I have a reply here with some further tips for optimizing vc++ build times if you're really interested.
The difficulty in doing that is due to the fact that C++ tends to spread itself and the compilation process over many small, individual, files. That's something Linux is good at and Windows is not. If you want to make a really fast C++ compiler for Windows, try to keep everything in RAM and touch the filesystem as little as possible.
That's also how you'll make a faster Linux C++ compile chain, but it is less important in Linux because the file system is already doing a lot of that tuning for you.
The reason for this is due to Unix culture:
Historically file system performance has been a much higher priority in the Unix world than in Windows. Not to say that it hasn't been a priority in Windows, just that in Unix it has been a higher priority.
Access to source code.
You can't change what you can't control. Lack of access to Windows NTFS source code means that most efforts to improve performance have been though hardware improvements. That is, if performance is slow, you work around the problem by improving the hardware: the bus, the storage medium, and so on. You can only do so much if you have to work around the problem, not fix it.

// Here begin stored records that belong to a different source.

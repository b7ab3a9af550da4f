//! Directory-backed data source: one row per file

use std::path::{Path, PathBuf};
use std::sync::Arc;

use tracing::{debug, info};
use uuid::Uuid;
use walkdir::WalkDir;

use super::{ConversionError, DataSource, DataSourceError, DataSourceFactory};
use crate::domain::{ColumnType, ColumnTypeMapping};

/// Column holding each file's path
pub const PATH_COLUMN: &str = "path";

/// Column holding each file's contents
pub const FILE_COLUMN: &str = "file";

const IMAGE_EXTENSIONS: &[&str] = &["png", "jpg", "jpeg", "gif", "bmp", "webp", "tif", "tiff"];

fn has_image_extension(path: &Path) -> bool {
    path.extension()
        .and_then(|ext| ext.to_str())
        .map(|ext| IMAGE_EXTENSIONS.contains(&ext.to_ascii_lowercase().as_str()))
        .unwrap_or(false)
}

/// Name-based uuid of a canonical folder path, stable across runs and builds
pub fn folder_uid(root: &Path) -> String {
    let url = format!("file://{}", root.display());
    Uuid::new_v5(&Uuid::NAMESPACE_URL, url.as_bytes()).to_string()
}

/// Every regular file below a directory, sorted by path
#[derive(Debug)]
pub struct FolderDataSource {
    root: PathBuf,
    reference: String,
    uid: String,
    files: Vec<PathBuf>,
}

impl FolderDataSource {
    pub fn open(root: impl AsRef<Path>) -> Result<Self, DataSourceError> {
        let root = root.as_ref();
        debug!(root = %root.display(), "FolderDataSource::open: called");
        if !root.is_dir() {
            return Err(DataSourceError::NotFound(root.display().to_string()));
        }
        let root = root.canonicalize()?;

        let mut files: Vec<PathBuf> = WalkDir::new(&root)
            .follow_links(false)
            .into_iter()
            .filter_map(|entry| entry.ok())
            .filter(|entry| entry.file_type().is_file())
            .map(|entry| entry.into_path())
            .collect();
        files.sort();

        let uid = folder_uid(&root);

        info!(root = %root.display(), rows = files.len(), %uid, "Opened folder dataset");
        Ok(Self {
            reference: root.display().to_string(),
            root,
            uid,
            files,
        })
    }

    pub fn root(&self) -> &Path {
        &self.root
    }

    fn file(&self, column: &str, row: usize) -> Result<&PathBuf, ConversionError> {
        self.files.get(row).ok_or_else(|| ConversionError::RowOutOfRange {
            column: column.to_string(),
            row,
        })
    }

    fn read_file(&self, path: &Path, column: &str, row: usize, dtype: ColumnType) -> Result<Vec<u8>, ConversionError> {
        std::fs::read(path).map_err(|e| ConversionError::Unreadable {
            column: column.to_string(),
            row,
            dtype,
            reason: e.to_string(),
        })
    }
}

impl DataSource for FolderDataSource {
    fn uid(&self) -> &str {
        &self.uid
    }

    fn reference(&self) -> &str {
        &self.reference
    }

    fn len(&self) -> usize {
        self.files.len()
    }

    fn column_names(&self) -> Vec<String> {
        vec![FILE_COLUMN.to_string(), PATH_COLUMN.to_string()]
    }

    fn guess_dtypes(&self) -> ColumnTypeMapping {
        let all_images = !self.files.is_empty() && self.files.iter().all(|p| has_image_extension(p));
        let file_type = if all_images { ColumnType::Image } else { ColumnType::Blob };
        ColumnTypeMapping::from([
            (PATH_COLUMN.to_string(), ColumnType::Str),
            (FILE_COLUMN.to_string(), file_type),
        ])
    }

    fn get_cell_data(&self, column: &str, row: usize, dtype: ColumnType) -> Result<Vec<u8>, ConversionError> {
        match column {
            FILE_COLUMN => {
                let path = self.file(column, row)?;
                if !dtype.is_file_based() {
                    return Err(ConversionError::Unreadable {
                        column: column.to_string(),
                        row,
                        dtype,
                        reason: "file contents are not a scalar value".to_string(),
                    });
                }
                self.read_file(path, column, row, dtype)
            }
            PATH_COLUMN => {
                let path = self.file(column, row)?;
                if dtype.is_file_based() {
                    // A path column declared as a file type resolves to the file itself
                    self.read_file(path, column, row, dtype)
                } else {
                    Ok(path.display().to_string().into_bytes())
                }
            }
            _ => Err(ConversionError::UnknownColumn {
                column: column.to_string(),
            }),
        }
    }
}

/// Opens directory references as [`FolderDataSource`]s
#[derive(Debug, Clone, Copy, Default)]
pub struct FolderSourceFactory;

impl DataSourceFactory for FolderSourceFactory {
    fn create(&self, reference: &str) -> Result<Arc<dyn DataSource>, DataSourceError> {
        debug!(%reference, "FolderSourceFactory::create: called");
        let path = Path::new(reference);
        if path.is_file() {
            return Err(DataSourceError::Unsupported(reference.to_string()));
        }
        Ok(Arc::new(FolderDataSource::open(path)?))
    }
}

Access to Unix source code (even before open source) was more widespread. Therefore, if you wanted to improve performance you would address it in software first (cheaper and easier) and hardware second.
As a result, there are many people in the world that got their PhDs by studying the Unix file system and finding novel ways to improve performance.

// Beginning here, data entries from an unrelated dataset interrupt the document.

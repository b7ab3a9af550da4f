//! Background task execution with cooperative cancellation
//!
//! The [`TaskManager`] runs blocking work off the control path and hands back
//! a [`TaskHandle`] carrying a cancellation token and a completion channel
//! that delivers exactly one [`TaskOutcome`].

mod handle;
mod manager;

use std::any::Any;

use thiserror::Error;

pub use handle::TaskHandle;
pub use manager::TaskManager;

/// Errors returned by task work or by the manager
#[derive(Debug, Error)]
pub enum TaskError {
    #[error("Task cancelled")]
    Cancelled,

    #[error("Task manager is shutting down")]
    ShuttingDown,

    #[error(transparent)]
    Failed(#[from] eyre::Report),
}

/// Lifecycle of a submitted task
#[derive(Debug, Clone, Copy, PartialEq, Eq)]
pub enum TaskStatus {
    /// Waiting for a free slot
    Pending,
    Running,
    Completed,
    Cancelled,
    Failed,
}

impl TaskStatus {
    pub fn is_terminal(self) -> bool {
        matches!(self, TaskStatus::Completed | TaskStatus::Cancelled | TaskStatus::Failed)
    }
}

/// How a task ended
#[derive(Debug)]
pub enum TaskOutcome<T> {
    Completed(T),
    Cancelled,
    Failed(String),
}

impl<T> TaskOutcome<T> {
    pub fn status(&self) -> TaskStatus {
        match self {
            TaskOutcome::Completed(_) => TaskStatus::Completed,
            TaskOutcome::Cancelled => TaskStatus::Cancelled,
            TaskOutcome::Failed(_) => TaskStatus::Failed,
        }
    }
}

/// Best-effort text of a panic payload
pub fn panic_message(payload: &(dyn Any + Send)) -> String {
    if let Some(s) = payload.downcast_ref::<&str>() {
        (*s).to_string()
    } else if let Some(s) = payload.downcast_ref::<String>() {
        s.clone()
    } else {
        "unknown panic".to_string()
    }
}

#[cfg(test)]
mod tests {
    use super::*;

    #[test]
    fn test_terminal_states() {
        assert!(!TaskStatus::Pending.is_terminal());
        assert!(!TaskStatus::Running.is_terminal());
        assert!(TaskStatus::Completed.is_terminal());
        assert!(TaskStatus::Cancelled.is_terminal());
        assert!(TaskStatus::Failed.is_terminal());
    }

    fn payload_of(f: impl FnOnce() + std::panic::UnwindSafe) -> Box<dyn Any + Send> {
        std::panic::catch_unwind(f).unwrap_err()
    }

    #[test]
    fn test_panic_message() {
        let payload = payload_of(|| panic!("static message"));
        assert_eq!(panic_message(payload.as_ref()), "static message");

        let payload = payload_of(|| panic!("formatted {}", 42));
        assert_eq!(panic_message(payload.as_ref()), "formatted 42");
    }

    #[test]
    fn test_outcome_status() {
        assert_eq!(TaskOutcome::Completed(1).status(), TaskStatus::Completed);
        assert_eq!(TaskOutcome::<()>::Cancelled.status(), TaskStatus::Cancelled);
        assert_eq!(TaskOutcome::<()>::Failed("x".into()).status(), TaskStatus::Failed);
    }
}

Unix tends towards many small files; Windows tends towards a few (or a single) big file.
Unix applications tend to deal with many small files. Think of a software development environment: many small source files, each with their own purpose. The final stage (linking) does create one big file but that is an small percentage.
As a result, Unix has highly optimized system calls for opening and closing files, scanning directories, and so on. The history of Unix research papers spans decades of file system optimizations that put a lot of thought into improving directory access (lookups and full-directory scans), initial file opening, and so on.
Windows applications tend to open one big file, hold it open for a long time, close it when done. Think of MS-Word. msword.exe (or whatever) opens the file once and appends for hours, updates internal blocks, and so on. The value of optimizing the opening of the file would be wasted time.
The history of Windows benchmarking and optimization has been on how fast one can read or write long files. That's what gets optimized.
Sadly software development has trended towards the first situation. Heck, the best word processing system for Unix (TeX/LaTeX) encourages you to put each chapter in a different file and #include them all together.
Unix is focused on high performance; Windows is focused on user experience
Unix started in the server room: no user interface. The only thing users see is speed. Therefore, speed is a priority.
Windows started on the desktop: Users only care about what they see, and they see the UI. Therefore, more energy is spent on improving the UI than performance.
The Windows ecosystem depends on planned obsolescence. Why optimize software when new hardware is just a year or two away?
I don't believe in conspiracy theories but if I did, I would point out that in the Windows culture there are fewer incentives to improve performance. Windows business models depends on people buying new machines like clockwork. (That's why the stock price of thousands of companies is affected if MS ships an operating system late or if Intel misses a chip release date.). This means that there is an incentive to solve performance problems by telling people to buy new hardware; not by improving the real problem: slow operating systems. Unix comes from academia where the budget is tight and you can get your PhD by inventing a new way to make file systems faster; rarely does someone in academia get points for solving a problem by issuing a purchase order. In Windows there is no conspiracy to keep software slow but the entire ecosystem depends on planned obsolescence.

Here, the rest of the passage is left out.